Concept

Working-class culture

Summary
Working-class culture is a range of cultures created by or popular among working-class people. The cultures can be contrasted with high culture and folk culture, and are often equated with popular culture and low culture (the counterpart of high culture). Working-class culture developed during the Industrial Revolution. Because most of the newly created working-class were former peasants, the cultures took on much of the localised folk culture. This was soon altered by the changed conditions of social relationships and the increased mobility of the workforce and later by the marketing of mass-produced cultural artefacts such as prints and ornaments and commercial entertainment such as music hall and cinema. In Western cultures, working-class culture has become increasingly associated with alcoholism, domestic abuse, obesity and deliquency. Many socialists with a class struggle viewpoint see working class culture as a vital element of the proletariat which they champion. One of the first organisations for proletarian culture was Proletkult, founded in Russia shortly after the February Revolution, supported by Alexander Bogdanov, who had been co-leader of the Bolsheviks with Vladimir Lenin.
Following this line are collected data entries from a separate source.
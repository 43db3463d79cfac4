use std::collections::BTreeSet;

use chrono::{Days, Months, NaiveDate};
use rust_decimal::Decimal;
use serde::{Deserialize, Serialize};

use crate::domain::claim::Claim;
use crate::domain::ids::InsurerId;
use crate::domain::payload::PolicyPayload;
use crate::domain::policy_type::PolicyType;
use crate::domain::rules::parse_limits;
use crate::errors::DomainError;

const MAX_DAYS_UNTIL_EFFECTIVE: u64 = 90;
const DEDUCTIBLE_TERRITORIES: [&str; 12] =
    ["AR", "AZ", "CA", "CO", "ID", "NM", "NV", "OK", "OR", "TX", "UT", "WA"];
const DEDUCTIBLES: [u32; 3] = [500, 1000, 1500];

const WC_LIMITS_500K: &str = "500000/500000/500000";
const WC_LIMITS_1M: &str = "1000000/1000000/1000000";
const WC_LIMITS_2M: &str = "2000000/2000000/2000000";

/// Facts from the rest of the application a policy needs to validate itself.
#[derive(Clone, Copy, Debug)]
pub struct PolicyContext<'a> {
    pub today: NaiveDate,
    pub founded: NaiveDate,
    pub primary_territory: &'a str,
    pub territories: &'a BTreeSet<String>,
}

#[derive(Clone, Debug, PartialEq, Eq, Serialize, Deserialize)]
pub struct Policy {
    pub policy_type: PolicyType,
    pub effective_date: NaiveDate,
    pub expiration_date: Option<NaiveDate>,
    pub limits: String,
    pub insurers: BTreeSet<InsurerId>,
    pub claims: Vec<Claim>,
    pub gross_sales: Option<Decimal>,
    pub coverage_lapse_non_payment: Option<bool>,
    pub deductible: Option<u32>,
    pub coverage_lapse: Option<bool>,
}

impl Policy {
    pub fn from_payload(payload: PolicyPayload) -> Self {
        Self {
            policy_type: payload.policy_type,
            effective_date: payload.effective_date,
            expiration_date: None,
            limits: payload.limits.split_whitespace().collect(),
            insurers: payload.insurers.into_iter().map(InsurerId).collect(),
            claims: payload.claims.into_iter().map(Claim::from_payload).collect(),
            gross_sales: payload.gross_sales,
            coverage_lapse_non_payment: payload.coverage_lapse_non_payment,
            deductible: payload.deductible,
            coverage_lapse: payload.coverage_lapse,
        }
    }

    pub fn validate(&mut self, ctx: PolicyContext<'_>) -> Result<(), DomainError> {
        let name = self.policy_type.as_str();

        let latest = ctx
            .today
            .checked_add_days(Days::new(MAX_DAYS_UNTIL_EFFECTIVE))
            .unwrap_or(ctx.today);
        if self.effective_date < ctx.today || self.effective_date > latest {
            return Err(DomainError::validation(format!(
                "{name} effective_date must be between today and {MAX_DAYS_UNTIL_EFFECTIVE} days from now"
            )));
        }
        self.expiration_date = self.effective_date.checked_add_months(Months::new(12));

        if parse_limits(&self.limits).is_none() {
            return Err(DomainError::validation(format!(
                "{name} limits '{}' must be three slash-separated amounts",
                self.limits
            )));
        }

        match self.policy_type {
            PolicyType::Bop => {
                self.require_gross_sales()?;
                if self.coverage_lapse_non_payment.is_none() {
                    return Err(DomainError::validation(
                        "BOP coverage_lapse_non_payment is required",
                    ));
                }
                self.deductible = None;
                self.coverage_lapse = None;
            }
            PolicyType::Gl => {
                self.require_gross_sales()?;
                self.coverage_lapse_non_payment = None;
                self.coverage_lapse = None;
                if DEDUCTIBLE_TERRITORIES.contains(&ctx.primary_territory) {
                    match self.deductible {
                        Some(amount) if DEDUCTIBLES.contains(&amount) => {}
                        Some(amount) => {
                            return Err(DomainError::validation(format!(
                                "GL deductible {amount} must be one of 500, 1000, 1500"
                            )));
                        }
                        None => {
                            return Err(DomainError::validation(format!(
                                "GL deductible is required in {}",
                                ctx.primary_territory
                            )));
                        }
                    }
                } else {
                    self.deductible = None;
                }
            }
            PolicyType::Wc => {
                if self.coverage_lapse.is_none() {
                    return Err(DomainError::validation("WC coverage_lapse is required"));
                }
                self.gross_sales = None;
                self.coverage_lapse_non_payment = None;
                self.deductible = None;
                self.apply_wc_limit_floor(ctx.territories);
            }
        }

        for claim in &mut self.claims {
            claim.validate(self.policy_type, ctx.founded, ctx.today)?;
        }

        Ok(())
    }

    fn require_gross_sales(&self) -> Result<(), DomainError> {
        match self.gross_sales {
            Some(sales) if sales > Decimal::ZERO => Ok(()),
            _ => Err(DomainError::validation(format!(
                "{} gross_sales is required and must be greater than zero",
                self.policy_type.as_str()
            ))),
        }
    }

    /// CA and OR carry statutory employer's liability minimums.
    fn apply_wc_limit_floor(&mut self, territories: &BTreeSet<String>) {
        if territories.contains("CA") {
            if self.limits != WC_LIMITS_2M {
                self.limits = WC_LIMITS_1M.to_owned();
            }
        } else if territories.contains("OR") && self.limits != WC_LIMITS_1M && self.limits != WC_LIMITS_2M {
            self.limits = WC_LIMITS_500K.to_owned();
        }
    }
}

#[cfg(test)]
mod tests {
    use std::collections::BTreeSet;

    use chrono::NaiveDate;
    use rust_decimal::Decimal;

    use super::{Policy, PolicyContext};
    use crate::domain::payload::{ClaimPayload, PolicyPayload};
    use crate::domain::policy_type::PolicyType;

    fn date(y: i32, m: u32, d: u32) -> NaiveDate {
        NaiveDate::from_ymd_opt(y, m, d).expect("date")
    }

    fn policy(policy_type: PolicyType, limits: &str) -> Policy {
        Policy::from_payload(PolicyPayload {
            policy_type,
            effective_date: date(2026, 11, 1),
            limits: limits.to_owned(),
            insurers: Vec::new(),
            claims: Vec::new(),
            gross_sales: Some(Decimal::new(750_000, 0)),
            coverage_lapse_non_payment: Some(false),
            deductible: Some(1000),
            coverage_lapse: Some(false),
        })
    }

    fn validate(policy: &mut Policy, territory: &str) -> Result<(), crate::errors::DomainError> {
        let territories = BTreeSet::from([territory.to_owned()]);
        policy.validate(PolicyContext {
            today: date(2026, 10, 16),
            founded: date(2001, 1, 1),
            primary_territory: territory,
            territories: &territories,
        })
    }

    #[test]
    fn expiration_is_one_year_after_effective() {
        let mut gl = policy(PolicyType::Gl, "1000000/2000000/1000000");
        validate(&mut gl, "NY").expect("valid");
        assert_eq!(gl.expiration_date, Some(date(2027, 11, 1)));
        assert_eq!(gl.deductible, None);
        assert_eq!(gl.coverage_lapse, None);
    }

    #[test]
    fn effective_date_window_is_today_through_ninety_days() {
        let mut past = policy(PolicyType::Gl, "1000000/2000000/1000000");
        past.effective_date = date(2026, 10, 15);
        assert!(validate(&mut past, "NY").is_err());

        let mut edge = policy(PolicyType::Gl, "1000000/2000000/1000000");
        edge.effective_date = date(2027, 1, 14);
        validate(&mut edge, "NY").expect("day 90");

        let mut late = policy(PolicyType::Gl, "1000000/2000000/1000000");
        late.effective_date = date(2027, 1, 15);
        assert!(validate(&mut late, "NY").is_err());
    }

    #[test]
    fn california_workers_comp_limits_are_raised() {
        let mut wc = policy(PolicyType::Wc, "100000/500000/100000");
        validate(&mut wc, "CA").expect("valid");
        assert_eq!(wc.limits, "1000000/1000000/1000000");

        let mut high = policy(PolicyType::Wc, "2000000/2000000/2000000");
        validate(&mut high, "CA").expect("valid");
        assert_eq!(high.limits, "2000000/2000000/2000000");
    }

    #[test]
    fn oregon_workers_comp_limits_have_a_lower_floor() {
        let mut wc = policy(PolicyType::Wc, "100000/500000/100000");
        validate(&mut wc, "OR").expect("valid");
        assert_eq!(wc.limits, "500000/500000/500000");

        let mut one_million = policy(PolicyType::Wc, "1000000/1000000/1000000");
        validate(&mut one_million, "OR").expect("valid");
        assert_eq!(one_million.limits, "1000000/1000000/1000000");
    }

    #[test]
    fn gl_deductible_is_checked_only_in_deductible_states() {
        let mut invalid = policy(PolicyType::Gl, "1000000/2000000/1000000");
        invalid.deductible = Some(750);
        assert!(validate(&mut invalid, "TX").is_err());

        let mut missing = policy(PolicyType::Gl, "1000000/2000000/1000000");
        missing.deductible = None;
        assert!(validate(&mut missing, "AZ").is_err());

        let mut kept = policy(PolicyType::Gl, "1000000/2000000/1000000");
        validate(&mut kept, "WA").expect("valid");
        assert_eq!(kept.deductible, Some(1000));
    }

    #[test]
    fn type_specific_booleans_are_required() {
        let mut bop = policy(PolicyType::Bop, "1000000/2000000/1000000");
        bop.coverage_lapse_non_payment = None;
        assert!(validate(&mut bop, "NY").is_err());

        let mut wc = policy(PolicyType::Wc, "1000000/1000000/1000000");
        wc.coverage_lapse = None;
        assert!(validate(&mut wc, "NY").is_err());
    }

    #[test]
    fn claims_are_validated_against_the_policy() {
        let mut gl = policy(PolicyType::Gl, "1000000/2000000/1000000");
        gl.claims.push(crate::domain::claim::Claim::from_payload(ClaimPayload {
            date: date(1999, 5, 1),
            amount_paid: Decimal::new(1000, 0),
            amount_reserved: Decimal::ZERO,
            missed_work: false,
            open: false,
        }));
        let error = validate(&mut gl, "NY").expect_err("claim before founding");
        assert!(error.to_string().contains("founded"));
    }

    #[test]
    fn malformed_limits_are_rejected() {
        let mut gl = policy(PolicyType::Gl, "1000000/2000000");
        assert!(validate(&mut gl, "NY").is_err());
    }
}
The group included both Bolsheviks and their critics, and Bogdanov struggled to retain its independence following the Bolshevik Revolution in October 1917. His erstwhile ally Anatoly Lunacharsky had rejoined the Bolsheviks and was appointed Commissar for Education. In Literature and Revolution, Trotsky examined aesthetic issues in relation to class and the Russian revolution. Soviet scholar Robert Bird considered his work as the "first systematic treatment of art by a Communist leader" and a catalyst for later, Marxist cultural and critical theories. Trotsky presented a critique of contemporary literary movements such as Futurism and emphasised a need of cultural autonomy for the development of a socialist culture. According to literary critic Terry Eagleton, Trotsky recognised “like Lenin on the need for a socialist culture to absorb the finest products of bourgeois art”.